Line plots transition from messaging into payments

Mark Zuckerberg recently outlined a strategy that would see the future of Facebook in private messaging. Shin Jung-ho, the reclusive founder of the US company’s Asian rival Line, made that decision eight years ago when the messaging app burst on to the scene after the Tohoku earthquake and tsunami in March 2011.

As Mr Zuckerberg looks to merge the messaging services of Facebook, WhatsApp and photosharing platform Instagram, Mr Shin is now spearheading Line’s expansion into payments, banking and other fintech businesses in an expanded role as co-chief executive.

Driving Line’s transition is a fear that the group, which now has more than 7,000 employees, will become complacent, stagnant and less innovative. 

“My biggest priority is to ensure that the company is in a constant position to deliver innovation,” Mr Shin told the Financial Times in an interview. “As cases in the US and Europe show, the fear is that we will become big and sluggish.” 

Line, which is 73 per cent owned by South Korean internet search group Naver, is at a crossroads. 


Line’s net losses in 2018

The messaging service known for cutesy stickers and characters such as Brown the bear has become so widely adopted in Japan that it is used by consumers not only to communicate and play games but also to make payments, buy insurance and find jobs.

Its success is driven by growth in advertising revenue and a focus on Asia, where it has 164m monthly active users in its core markets of Japan, Taiwan, Thailand and Indonesia. 

Over the past year, the company has outlined plans to invest heavily in new financial services and artificial intelligence, forming partnerships with companies such as Nomura and Mizuho Financial Group. Line Pay, its mobile payment system, is a big part of that push, backed by Japanese government efforts to double cashless payment rates by 2025. 

The company has pledged to make its fintech businesses profitable in three years but the new strategy has made some investors uneasy about whether the costly bets will pay off. Last year, the company booked a net loss of ¥3.7bn ($33.5m), its first annual loss since its $1.3bn dual listing in Tokyo and New York in 2016. 

“There are challenges to expanding into new areas like fintech and payment,” said Mr Shin. “But if users want this and it is an area where we can contribute to improving their lives, we need to take on the challenge even if there are some risks.” 

Line is known for cutesy characters like Brown the bear © AFP

In a recent report, CLSA analysts said Line’s move was ambitious but also defensive: “Management is mindful about the changing industry paradigm that could make pure mobile messaging app services vulnerable to replacement.”

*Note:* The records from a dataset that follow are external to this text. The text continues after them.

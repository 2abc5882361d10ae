use std::path::PathBuf;

use cuber_core::{Cube, DEFAULT_ORDER, GroupId};
use cuber_prefs::Preferences;
use cuber_view::{DragState, GestureResolver, PerspectiveCamera, PointerAction, PointerEvent};
use eyre::{Context, Result};
use itertools::Itertools;
use serde::Serialize;
use web_time::{Duration, Instant};

/// NxNxN twisty cube simulator
#[derive(Debug, clap::Parser)]
#[command(version)]
pub(crate) struct Args {
    /// Preferences file to load on top of the defaults.
    #[arg(long, global = true)]
    pub prefs: Option<PathBuf>,

    #[command(subcommand)]
    pub subcommand: Subcommand,
}

#[derive(clap::Subcommand, Debug)]
pub(crate) enum Subcommand {
    /// Print every twistable group with its notation as JSON.
    Groups {
        /// Number of layers along each axis.
        #[arg(short, long, default_value_t = DEFAULT_ORDER)]
        order: u16,
    },
    /// Print the group named by each notation token as JSON.
    Resolve {
        /// Number of layers along each axis.
        #[arg(short, long, default_value_t = DEFAULT_ORDER)]
        order: u16,
        /// Notation tokens (such as `R`, `2-3Rw`, or `x:1:2`).
        #[arg(required = true, allow_hyphen_values = true)]
        tokens: Vec<String>,
    },
    /// Apply a move sequence and print the resulting state as JSON.
    Play {
        /// Number of layers along each axis.
        #[arg(short, long, default_value_t = DEFAULT_ORDER)]
        order: u16,
        /// Move sequence (such as `R U R' U'`). `#` resets the cube.
        #[arg(required = true, allow_hyphen_values = true)]
        sequence: Vec<String>,
    },
    /// Simulate a pointer drag across the default view of the cube and print
    /// the resulting twist as JSON.
    Drag {
        /// Number of layers along each axis.
        #[arg(short, long, default_value_t = DEFAULT_ORDER)]
        order: u16,
        /// Width of the view in pixels.
        #[arg(long, default_value_t = 800)]
        width: u32,
        /// Height of the view in pixels.
        #[arg(long, default_value_t = 600)]
        height: u32,
        /// Duration of the drag in milliseconds.
        #[arg(long, default_value_t = 500)]
        millis: u64,

        /// X coordinate where the drag starts, in pixels from the left.
        x0: f32,
        /// Y coordinate where the drag starts, in pixels from the top.
        y0: f32,
        /// X coordinate where the drag ends.
        x1: f32,
        /// Y coordinate where the drag ends.
        y1: f32,
    },
    /// Print the effective preferences as YAML.
    Prefs {
        /// Also save them to a file.
        #[arg(long)]
        save: Option<PathBuf>,
    },
}

pub(crate) fn exec(args: Args) -> Result<()> {
    let prefs = Preferences::load(args.prefs.as_deref());

    match args.subcommand {
        Subcommand::Groups { order } => {
            let cube = new_cube(order, &prefs)?;
            let groups = cube
                .groups()
                .iter()
                .map(|(id, _)| GroupInfo::new(&cube, id))
                .collect_vec();
            write_json_output(&groups)
        }

        Subcommand::Resolve { order, tokens } => {
            let cube = new_cube(order, &prefs)?;
            let resolved = tokens
                .into_iter()
                .map(|token| Resolution {
                    group: cube.get(&token).map(|id| GroupInfo::new(&cube, id)),
                    token,
                })
                .collect_vec();
            write_json_output(&resolved)
        }

        Subcommand::Play { order, sequence } => {
            let mut cube = new_cube(order, &prefs)?;
            cube.apply_sequence(&sequence.join(" "))?;
            write_json_output(&PlayReport::new(&cube))
        }

        Subcommand::Drag {
            order,
            width,
            height,
            millis,
            x0,
            y0,
            x1,
            y1,
        } => {
            let mut cube = new_cube(order, &prefs)?;
            let camera = PerspectiveCamera::new([width, height]);
            let mut resolver = GestureResolver::new(prefs.interaction.clone());
            let report = simulate_drag(
                &mut cube,
                &mut resolver,
                &camera,
                [x0, y0],
                [x1, y1],
                Duration::from_millis(millis),
            );
            write_json_output(&report)
        }

        Subcommand::Prefs { save } => {
            print!("{}", prefs.to_yaml()?);
            if let Some(path) = save {
                prefs
                    .save(&path)
                    .wrap_err_with(|| format!("error saving preferences to {}", path.display()))?;
            }
            Ok(())
        }
    }
}

fn new_cube(order: u16, prefs: &Preferences) -> Result<Cube> {
    let mut cube = Cube::new(order)?;
    cube.set_animation_prefs(prefs.animation.clone());
    Ok(cube)
}

#[derive(Serialize, Debug, Clone, PartialEq)]
struct GroupInfo {
    key: String,
    notation: String,
    slots: Vec<usize>,
}
impl GroupInfo {
    fn new(cube: &Cube, id: GroupId) -> Self {
        let group = cube.group(id);
        Self {
            key: group.key().to_string(),
            notation: group.action(cube.order(), false, 1).to_string(),
            slots: group.indices().to_vec(),
        }
    }
}

#[derive(Serialize, Debug, Clone, PartialEq)]
struct Resolution {
    token: String,
    group: Option<GroupInfo>,
}

#[derive(Serialize, Debug, Clone, PartialEq)]
struct PlayReport {
    log: String,
    twists: usize,
    solved: bool,
    /// Cubelet in each slot.
    slots: Vec<usize>,
}
impl PlayReport {
    fn new(cube: &Cube) -> Self {
        Self {
            log: cube.log().to_string(),
            twists: cube.log().len(),
            solved: cube.is_solved(),
            slots: (0..cube.cubelets().len())
                .filter_map(|i| Some(cube.slot(i)?.id().0))
                .collect(),
        }
    }
}

#[derive(Serialize, Debug, Clone, PartialEq)]
struct DragReport {
    group: Option<String>,
    action: Option<String>,
    solved: bool,
}

fn simulate_drag(
    cube: &mut Cube,
    resolver: &mut GestureResolver,
    camera: &PerspectiveCamera,
    [x0, y0]: [f32; 2],
    [x1, y1]: [f32; 2],
    duration: Duration,
) -> DragReport {
    let t0 = Instant::now();
    let events = [
        (PointerAction::MouseDown, x0, y0, t0),
        (PointerAction::MouseMove, x1, y1, t0 + duration),
    ];
    for (action, x, y, time) in events {
        resolver.touch_at(cube, camera, PointerEvent::new(action, x, y), time);
    }
    let group = match resolver.state() {
        Some(DragState::Rotating { group: Some(id) }) => Some(cube.group(id).key().to_string()),
        _ => None,
    };
    let up = PointerEvent::new(PointerAction::MouseUp, x1, y1);
    resolver.touch_at(cube, camera, up, t0 + duration);
    cube.finish();
    log::debug!("drag turned {group:?}");

    DragReport {
        group,
        action: cube.log().last().map(|action| action.to_string()),
        solved: cube.is_solved(),
    }
}

fn write_json_output<T: Serialize>(value: &T) -> Result<()> {
    serde_json::to_writer_pretty(std::io::stdout(), value)
        .context("error serializing data and writing to stdout")?;
    println!();
    Ok(())
}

In order for the company to grow, said Masato Araki, an analyst at Mitsubishi UFJ Morgan Stanley Securities, Line’s bold investments need to be backed by an expansion of its core advertising business. “In our opinion, however, strong growth is unlikely over the longer term because of rising operating expenses and ongoing upfront investments.” 

Investor scepticism is not new for Mr Shin, who joined Naver in 2006 after a start-up he founded was acquired. Two years later, he was sent to Tokyo to revive its web search business, which had been shut down in 2005.

The breakthrough for Line came five years later when the company shifted its focus to smartphones and launched a messaging app after the 2011 earthquake and tsunami disrupted telephone services. 

A critical part of his new position, according to Mr Shin, is to cement the group’s “fearless” corporate culture to survive a rapidly changing industry in which Line is massively dwarfed in size by WhatsApp and Tencent’s WeChat, which both command more than 1bn monthly active users. 

“What Line is worried about the most is not the lack of resources to hire exceptional people but whether we can offer the kind of innovative environment for the top talent we have hired to continue taking on challenges,” Mr Shin said. 

The 47-year-old noted that Facebook’s shift in strategy was “quite late” but he admitted the US rival was a major threat as the industry competes to create a one-stop-shop where users can send messages, make payments and transact with businesses within the confines of a single mobile app. 

“Considering Facebook’s scale and the number of users, there’s no mistake that they are a formidable competitive threat,” Mr Shin said. “But we have spent years trying to understand the needs of our user base and I am convinced we can offer services that are even more satisfying to our users.”